____ Data for this task

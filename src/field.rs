//! Scalar fields `f(x, y) -> z` with a bounded evaluation domain.

use std::fmt;
use std::str::FromStr;
use std::sync::Arc;

use meval::{Context, ContextProvider, Expr};
use thiserror::Error;

use crate::math::Vector2;

/// Step used by the central-difference gradient
const GRADIENT_EPS: f32 = 0.0005;

#[derive(Debug, Error, Clone, PartialEq)]
pub enum FieldError {
    #[error("input ({x}, {y}) lies outside the field domain")]
    OutOfDomain { x: f32, y: f32 },
    #[error("field produced a non-finite value at ({x}, {y})")]
    NonFinite { x: f32, y: f32 },
    #[error("invalid domain bounds: every max must exceed its min")]
    InvalidDomain,
    #[error("field name must not be empty")]
    EmptyName,
    #[error("could not parse expression: {0}")]
    Parse(String),
}

/// Evaluation domain (x, y) and display range (z) of a field
#[derive(Clone, Copy, Debug, PartialEq)]
pub struct DomainBounds {
    pub x_min: f32,
    pub x_max: f32,
    pub y_min: f32,
    pub y_max: f32,
    pub z_min: f32,
    pub z_max: f32,
}

impl Default for DomainBounds {
    fn default() -> Self {
        DomainBounds {
            x_min: -10.0,
            x_max: 10.0,
            y_min: -10.0,
            y_max: 10.0,
            z_min: -10.0,
            z_max: 10.0,
        }
    }
}

impl DomainBounds {
    pub fn new(
        x_min: f32,
        x_max: f32,
        y_min: f32,
        y_max: f32,
        z_min: f32,
        z_max: f32,
    ) -> Result<Self, FieldError> {
        if x_max <= x_min || y_max <= y_min || z_max <= z_min {
            return Err(FieldError::InvalidDomain);
        }
        Ok(DomainBounds {
            x_min,
            x_max,
            y_min,
            y_max,
            z_min,
            z_max,
        })
    }

    pub fn contains_xy(&self, x: f32, y: f32) -> bool {
        x >= self.x_min && x <= self.x_max && y >= self.y_min && y <= self.y_max
    }

    /// Whether a height lies inside the display range
    pub fn contains_height(&self, z: f32) -> bool {
        z >= self.z_min && z <= self.z_max
    }
}

type FieldFn = dyn Fn(f32, f32) -> f32 + Send + Sync;

/// A named scalar function over a rectangular domain
#[derive(Clone)]
pub struct ScalarField {
    name: String,
    function: Arc<FieldFn>,
    bounds: DomainBounds,
}

impl fmt::Debug for ScalarField {
    fn fmt(&self, f: &mut fmt::Formatter<'_>) -> fmt::Result {
        f.debug_struct("ScalarField")
            .field("name", &self.name)
            .field("bounds", &self.bounds)
            .finish_non_exhaustive()
    }
}

impl fmt::Display for ScalarField {
    fn fmt(&self, f: &mut fmt::Formatter<'_>) -> fmt::Result {
        f.write_str(&self.name)
    }
}

impl ScalarField {
    pub fn new<F>(name: impl Into<String>, function: F) -> Result<Self, FieldError>
    where
        F: Fn(f32, f32) -> f32 + Send + Sync + 'static,
    {
        let name = name.into();
        if name.is_empty() {
            return Err(FieldError::EmptyName);
        }
        Ok(ScalarField {
            name,
            function: Arc::new(function),
            bounds: DomainBounds::default(),
        })
    }

    /// Parses an expression in `x` and `y`, e.g. `x^2 + sin(y)`. The expression text becomes
    /// the field name.
    pub fn from_expression(expression: &str) -> Result<Self, FieldError> {
        let trimmed = expression.trim();
        let expr = Expr::from_str(trimmed).map_err(|e| FieldError::Parse(e.to_string()))?;

        // Reject unknown variables or functions up front instead of on every sample
        let probe = expr
            .eval_with_context((XyContext { x: 0.0, y: 0.0 }, Context::new()))
            .map_err(|e| FieldError::Parse(e.to_string()))?;
        log::trace!("parsed `{trimmed}`, f(0, 0) = {probe}");

        ScalarField::new(trimmed, move |x, y| {
            let vars = XyContext {
                x: x as f64,
                y: y as f64,
            };
            expr.eval_with_context((vars, Context::new()))
                .map(|v| v as f32)
                .unwrap_or(f32::NAN)
        })
    }

    pub fn with_bounds(mut self, bounds: DomainBounds) -> Self {
        self.bounds = bounds;
        self
    }

    pub fn name(&self) -> &str {
        &self.name
    }

    pub fn bounds(&self) -> DomainBounds {
        self.bounds
    }

    pub fn set_bounds(&mut self, bounds: DomainBounds) {
        self.bounds = bounds;
    }

    /// Evaluates `f(x, y)`, rejecting inputs outside the domain and non-finite results
    pub fn evaluate(&self, x: f32, y: f32) -> Result<f32, FieldError> {
        if !self.bounds.contains_xy(x, y) {
            return Err(FieldError::OutOfDomain { x, y });
        }
        let z = (self.function)(x, y);
        if !z.is_finite() {
            return Err(FieldError::NonFinite { x, y });
        }
        Ok(z)
    }

    /// Gradient by central finite differences
    pub fn gradient_at(&self, x: f32, y: f32) -> Result<Vector2, FieldError> {
        let eps = GRADIENT_EPS;
        let dfdx = (self.evaluate(x + eps, y)? - self.evaluate(x - eps, y)?) / (2.0 * eps);
        let dfdy = (self.evaluate(x, y + eps)? - self.evaluate(x, y - eps)?) / (2.0 * eps);
        Ok(Vector2::new(dfdx, dfdy))
    }
}

/// Exposes the sample coordinates to meval as the variables `x` and `y`
struct XyContext {
    x: f64,
    y: f64,
}

impl ContextProvider for XyContext {
    fn get_var(&self, name: &str) -> Option<f64> {
        match name {
            "x" => Some(self.x),
            "y" => Some(self.y),
            _ => None,
        }
    }
}

#[cfg(test)]
mod tests {
    use super::*;

    #[test]
    fn expression_fields_evaluate() {
        let field = ScalarField::from_expression(" x^2 + y^2 ").unwrap();
        assert_eq!(field.name(), "x^2 + y^2");
        assert_eq!(field.evaluate(3.0, 4.0), Ok(25.0));

        let trig = ScalarField::from_expression("sin(x) * cos(y)").unwrap();
        assert!(trig.evaluate(0.0, 0.0).unwrap().abs() < 1e-6);
    }

    #[test]
    fn bad_expressions_are_rejected() {
        assert!(matches!(
            ScalarField::from_expression("(x + y"),
            Err(FieldError::Parse(_))
        ));
        assert!(matches!(
            ScalarField::from_expression("x + z"),
            Err(FieldError::Parse(_))
        ));
        assert_eq!(
            ScalarField::new("", |x, _| x).unwrap_err(),
            FieldError::EmptyName
        );
    }

    #[test]
    fn evaluation_checks_domain_and_finiteness() {
        let field = ScalarField::new("recip", |x, _| 1.0 / x).unwrap();
        assert_eq!(
            field.evaluate(11.0, 0.0),
            Err(FieldError::OutOfDomain { x: 11.0, y: 0.0 })
        );
        assert_eq!(
            field.evaluate(0.0, 0.0),
            Err(FieldError::NonFinite { x: 0.0, y: 0.0 })
        );
        assert_eq!(field.evaluate(2.0, 0.0), Ok(0.5));
    }

    #[test]
    fn gradient_of_paraboloid() {
        let field = ScalarField::new("bowl", |x, y| x * x + y * y).unwrap();
        let grad = field.gradient_at(1.0, -2.0).unwrap();
        assert!((grad.x - 2.0).abs() < 0.05, "{grad}");
        assert!((grad.y + 4.0).abs() < 0.05, "{grad}");
    }

    #[test]
    fn gradient_fails_at_domain_edge() {
        let field = ScalarField::new("plane", |x, _| x).unwrap();
        assert!(field.gradient_at(10.0, 0.0).is_err());
    }

    #[test]
    fn domain_bounds_validate_ordering() {
        assert_eq!(
            DomainBounds::new(1.0, 1.0, -1.0, 1.0, -1.0, 1.0),
            Err(FieldError::InvalidDomain)
        );
        let bounds = DomainBounds::new(-1.0, 1.0, -2.0, 2.0, -0.5, 0.5).unwrap();
        assert!(bounds.contains_xy(1.0, -2.0));
        assert!(!bounds.contains_height(0.6));
    }
}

________

How many lines of the listing above include the word "probe"? Reply with the number alone.

2